About this exercise:
Please find the lines in the entries below that contain the word "reports", and copy each one.

Stored data:
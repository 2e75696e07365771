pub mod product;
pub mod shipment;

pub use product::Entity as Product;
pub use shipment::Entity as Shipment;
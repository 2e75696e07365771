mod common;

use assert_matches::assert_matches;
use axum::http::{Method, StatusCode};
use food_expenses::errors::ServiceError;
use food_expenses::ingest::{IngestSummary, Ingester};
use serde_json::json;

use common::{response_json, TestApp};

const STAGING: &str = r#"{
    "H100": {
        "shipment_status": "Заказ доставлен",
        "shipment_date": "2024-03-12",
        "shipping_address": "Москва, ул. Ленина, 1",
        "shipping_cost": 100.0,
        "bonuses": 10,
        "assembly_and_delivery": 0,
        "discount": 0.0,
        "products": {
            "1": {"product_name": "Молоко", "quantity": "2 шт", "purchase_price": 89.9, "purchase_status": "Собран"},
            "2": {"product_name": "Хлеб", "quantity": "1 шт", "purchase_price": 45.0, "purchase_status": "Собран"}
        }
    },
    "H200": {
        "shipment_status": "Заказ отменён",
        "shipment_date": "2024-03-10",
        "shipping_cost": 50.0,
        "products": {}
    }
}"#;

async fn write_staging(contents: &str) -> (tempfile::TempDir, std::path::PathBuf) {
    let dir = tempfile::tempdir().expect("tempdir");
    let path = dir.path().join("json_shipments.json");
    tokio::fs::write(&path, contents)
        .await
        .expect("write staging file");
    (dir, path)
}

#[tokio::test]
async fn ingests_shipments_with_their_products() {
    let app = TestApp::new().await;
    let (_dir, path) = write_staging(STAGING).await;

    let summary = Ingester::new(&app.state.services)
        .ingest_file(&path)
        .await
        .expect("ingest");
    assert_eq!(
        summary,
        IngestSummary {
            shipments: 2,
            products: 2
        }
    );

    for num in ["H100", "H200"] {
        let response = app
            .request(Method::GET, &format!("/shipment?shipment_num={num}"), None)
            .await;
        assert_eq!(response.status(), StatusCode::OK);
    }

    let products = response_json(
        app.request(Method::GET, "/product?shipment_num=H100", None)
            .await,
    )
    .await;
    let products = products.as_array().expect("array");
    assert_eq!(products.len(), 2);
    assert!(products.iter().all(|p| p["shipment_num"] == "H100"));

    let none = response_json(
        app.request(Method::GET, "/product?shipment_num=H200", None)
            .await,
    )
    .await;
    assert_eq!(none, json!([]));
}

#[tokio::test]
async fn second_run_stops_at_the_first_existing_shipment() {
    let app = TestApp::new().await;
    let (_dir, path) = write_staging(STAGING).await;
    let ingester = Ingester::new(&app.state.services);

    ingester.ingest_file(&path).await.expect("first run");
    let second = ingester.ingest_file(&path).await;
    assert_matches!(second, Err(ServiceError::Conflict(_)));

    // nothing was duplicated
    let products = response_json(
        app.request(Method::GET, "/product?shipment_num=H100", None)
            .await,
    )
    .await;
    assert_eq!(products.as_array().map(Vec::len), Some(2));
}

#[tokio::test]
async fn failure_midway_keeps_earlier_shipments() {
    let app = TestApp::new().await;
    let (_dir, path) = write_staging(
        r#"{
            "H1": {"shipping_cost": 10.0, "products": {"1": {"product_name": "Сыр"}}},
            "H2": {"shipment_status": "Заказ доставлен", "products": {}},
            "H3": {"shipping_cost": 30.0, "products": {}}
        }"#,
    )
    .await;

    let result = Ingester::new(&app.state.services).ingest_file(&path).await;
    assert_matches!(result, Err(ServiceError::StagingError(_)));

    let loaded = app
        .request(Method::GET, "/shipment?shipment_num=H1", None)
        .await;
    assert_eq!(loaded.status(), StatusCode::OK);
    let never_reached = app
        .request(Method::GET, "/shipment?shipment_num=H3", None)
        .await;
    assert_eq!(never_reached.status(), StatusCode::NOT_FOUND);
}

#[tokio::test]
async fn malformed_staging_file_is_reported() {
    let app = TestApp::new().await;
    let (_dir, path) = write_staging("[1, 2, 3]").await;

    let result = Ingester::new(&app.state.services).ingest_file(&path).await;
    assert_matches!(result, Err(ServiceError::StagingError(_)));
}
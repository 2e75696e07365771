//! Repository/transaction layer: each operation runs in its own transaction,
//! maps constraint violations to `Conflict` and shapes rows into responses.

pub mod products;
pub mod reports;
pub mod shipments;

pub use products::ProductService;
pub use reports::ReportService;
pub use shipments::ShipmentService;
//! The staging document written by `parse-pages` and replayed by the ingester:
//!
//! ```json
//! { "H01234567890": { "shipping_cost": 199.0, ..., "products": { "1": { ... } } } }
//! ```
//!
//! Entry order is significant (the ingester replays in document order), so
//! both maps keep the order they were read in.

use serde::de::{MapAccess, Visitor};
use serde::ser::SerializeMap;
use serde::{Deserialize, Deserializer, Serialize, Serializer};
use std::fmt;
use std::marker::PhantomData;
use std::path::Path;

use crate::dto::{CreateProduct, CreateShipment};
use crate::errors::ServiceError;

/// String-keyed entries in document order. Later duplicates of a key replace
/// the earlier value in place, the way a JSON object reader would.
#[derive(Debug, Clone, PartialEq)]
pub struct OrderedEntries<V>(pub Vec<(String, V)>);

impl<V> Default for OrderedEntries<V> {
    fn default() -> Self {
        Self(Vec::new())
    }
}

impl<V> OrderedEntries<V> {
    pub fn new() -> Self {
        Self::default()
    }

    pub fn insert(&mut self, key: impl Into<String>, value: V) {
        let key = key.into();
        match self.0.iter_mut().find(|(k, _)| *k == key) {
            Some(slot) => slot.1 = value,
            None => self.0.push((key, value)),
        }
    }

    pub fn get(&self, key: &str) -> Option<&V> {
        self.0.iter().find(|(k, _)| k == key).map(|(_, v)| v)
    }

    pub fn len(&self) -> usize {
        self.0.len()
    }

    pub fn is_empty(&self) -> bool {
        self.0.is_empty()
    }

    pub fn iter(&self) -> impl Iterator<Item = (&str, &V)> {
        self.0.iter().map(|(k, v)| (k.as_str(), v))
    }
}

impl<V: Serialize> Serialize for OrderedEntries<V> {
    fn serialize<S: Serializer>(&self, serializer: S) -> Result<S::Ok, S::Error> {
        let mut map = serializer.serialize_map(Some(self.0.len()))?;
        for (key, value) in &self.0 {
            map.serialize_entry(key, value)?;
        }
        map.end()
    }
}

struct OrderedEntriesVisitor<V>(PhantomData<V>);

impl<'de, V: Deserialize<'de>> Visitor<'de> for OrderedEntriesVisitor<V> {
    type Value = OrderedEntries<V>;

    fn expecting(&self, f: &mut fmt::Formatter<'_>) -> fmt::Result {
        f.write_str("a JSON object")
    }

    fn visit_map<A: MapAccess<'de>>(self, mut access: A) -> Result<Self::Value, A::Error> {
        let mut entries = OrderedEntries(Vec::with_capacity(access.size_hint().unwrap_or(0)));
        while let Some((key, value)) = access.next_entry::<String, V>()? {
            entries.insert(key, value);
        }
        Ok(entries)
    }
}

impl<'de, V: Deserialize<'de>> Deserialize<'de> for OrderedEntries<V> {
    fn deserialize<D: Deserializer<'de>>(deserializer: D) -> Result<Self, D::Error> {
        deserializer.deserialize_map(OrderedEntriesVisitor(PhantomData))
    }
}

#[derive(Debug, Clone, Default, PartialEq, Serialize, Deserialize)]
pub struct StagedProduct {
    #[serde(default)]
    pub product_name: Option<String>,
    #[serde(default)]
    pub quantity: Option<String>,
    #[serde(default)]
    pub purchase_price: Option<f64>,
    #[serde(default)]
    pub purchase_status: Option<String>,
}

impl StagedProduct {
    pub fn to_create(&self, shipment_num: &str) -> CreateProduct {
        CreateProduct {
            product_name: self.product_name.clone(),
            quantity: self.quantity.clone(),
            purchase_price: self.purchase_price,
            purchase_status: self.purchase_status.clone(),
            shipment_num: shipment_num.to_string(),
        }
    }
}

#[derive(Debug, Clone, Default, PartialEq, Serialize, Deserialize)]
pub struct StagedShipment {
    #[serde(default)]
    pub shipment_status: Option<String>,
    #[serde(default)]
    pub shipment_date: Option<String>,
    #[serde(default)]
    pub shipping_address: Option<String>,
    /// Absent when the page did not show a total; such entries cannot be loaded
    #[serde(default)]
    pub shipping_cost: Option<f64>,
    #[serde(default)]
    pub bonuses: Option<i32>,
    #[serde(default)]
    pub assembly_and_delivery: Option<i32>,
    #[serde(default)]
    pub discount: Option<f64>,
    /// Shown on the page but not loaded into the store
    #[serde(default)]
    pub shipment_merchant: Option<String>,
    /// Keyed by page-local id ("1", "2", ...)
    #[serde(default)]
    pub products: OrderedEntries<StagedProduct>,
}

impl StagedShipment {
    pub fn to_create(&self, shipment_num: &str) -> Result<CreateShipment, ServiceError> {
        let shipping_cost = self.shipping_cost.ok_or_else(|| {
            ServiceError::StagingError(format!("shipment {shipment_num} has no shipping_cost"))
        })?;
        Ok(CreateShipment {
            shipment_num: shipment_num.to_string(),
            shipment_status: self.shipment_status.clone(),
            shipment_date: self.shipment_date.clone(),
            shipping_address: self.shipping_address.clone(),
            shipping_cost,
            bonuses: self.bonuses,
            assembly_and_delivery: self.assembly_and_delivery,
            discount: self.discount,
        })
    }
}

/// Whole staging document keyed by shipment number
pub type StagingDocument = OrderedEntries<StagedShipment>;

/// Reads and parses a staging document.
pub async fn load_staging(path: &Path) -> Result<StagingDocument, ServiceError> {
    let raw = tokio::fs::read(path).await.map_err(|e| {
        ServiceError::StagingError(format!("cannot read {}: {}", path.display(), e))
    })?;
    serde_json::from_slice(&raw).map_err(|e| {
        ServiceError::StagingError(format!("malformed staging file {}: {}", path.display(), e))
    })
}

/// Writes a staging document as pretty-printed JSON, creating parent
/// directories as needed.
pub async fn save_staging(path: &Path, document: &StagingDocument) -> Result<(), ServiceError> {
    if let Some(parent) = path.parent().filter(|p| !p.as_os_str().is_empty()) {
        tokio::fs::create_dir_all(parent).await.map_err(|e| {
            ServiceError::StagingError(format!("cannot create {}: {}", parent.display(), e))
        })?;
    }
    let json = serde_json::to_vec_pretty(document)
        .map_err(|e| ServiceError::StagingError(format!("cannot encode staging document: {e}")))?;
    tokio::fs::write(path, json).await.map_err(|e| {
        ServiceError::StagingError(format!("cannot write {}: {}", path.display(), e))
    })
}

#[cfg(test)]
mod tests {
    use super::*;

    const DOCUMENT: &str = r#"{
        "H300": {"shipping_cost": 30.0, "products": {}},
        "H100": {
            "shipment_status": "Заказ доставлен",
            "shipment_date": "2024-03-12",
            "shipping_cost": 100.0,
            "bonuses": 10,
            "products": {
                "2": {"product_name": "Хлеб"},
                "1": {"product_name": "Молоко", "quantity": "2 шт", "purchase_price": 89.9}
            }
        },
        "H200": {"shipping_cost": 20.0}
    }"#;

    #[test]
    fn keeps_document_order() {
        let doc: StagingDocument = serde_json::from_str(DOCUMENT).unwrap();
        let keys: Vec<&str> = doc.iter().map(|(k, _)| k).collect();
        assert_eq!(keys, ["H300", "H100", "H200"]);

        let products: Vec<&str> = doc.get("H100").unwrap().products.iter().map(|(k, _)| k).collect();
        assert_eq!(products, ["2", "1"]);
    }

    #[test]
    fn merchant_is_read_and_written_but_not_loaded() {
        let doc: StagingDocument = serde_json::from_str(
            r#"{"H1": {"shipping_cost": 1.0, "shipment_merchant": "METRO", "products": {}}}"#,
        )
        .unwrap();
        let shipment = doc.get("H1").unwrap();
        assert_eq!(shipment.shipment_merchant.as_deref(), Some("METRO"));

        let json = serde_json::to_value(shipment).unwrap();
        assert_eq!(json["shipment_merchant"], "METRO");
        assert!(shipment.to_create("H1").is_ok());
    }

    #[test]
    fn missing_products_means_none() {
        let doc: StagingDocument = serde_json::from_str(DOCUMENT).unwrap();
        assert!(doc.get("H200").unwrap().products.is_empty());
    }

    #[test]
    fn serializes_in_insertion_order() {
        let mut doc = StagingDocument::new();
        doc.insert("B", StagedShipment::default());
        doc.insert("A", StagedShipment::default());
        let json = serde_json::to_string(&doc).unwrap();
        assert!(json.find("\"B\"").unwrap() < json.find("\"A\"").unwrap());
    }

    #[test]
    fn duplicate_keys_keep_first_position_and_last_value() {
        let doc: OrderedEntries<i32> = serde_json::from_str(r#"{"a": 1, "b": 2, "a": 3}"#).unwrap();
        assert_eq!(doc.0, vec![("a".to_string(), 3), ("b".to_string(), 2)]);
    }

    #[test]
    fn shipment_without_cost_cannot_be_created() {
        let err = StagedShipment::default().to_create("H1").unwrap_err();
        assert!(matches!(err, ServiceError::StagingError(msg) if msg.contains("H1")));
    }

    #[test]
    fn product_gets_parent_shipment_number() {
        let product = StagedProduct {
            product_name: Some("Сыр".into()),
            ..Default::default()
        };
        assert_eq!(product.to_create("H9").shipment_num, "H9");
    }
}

Your solution:
pub mod reports;
pub use reports::ReportService;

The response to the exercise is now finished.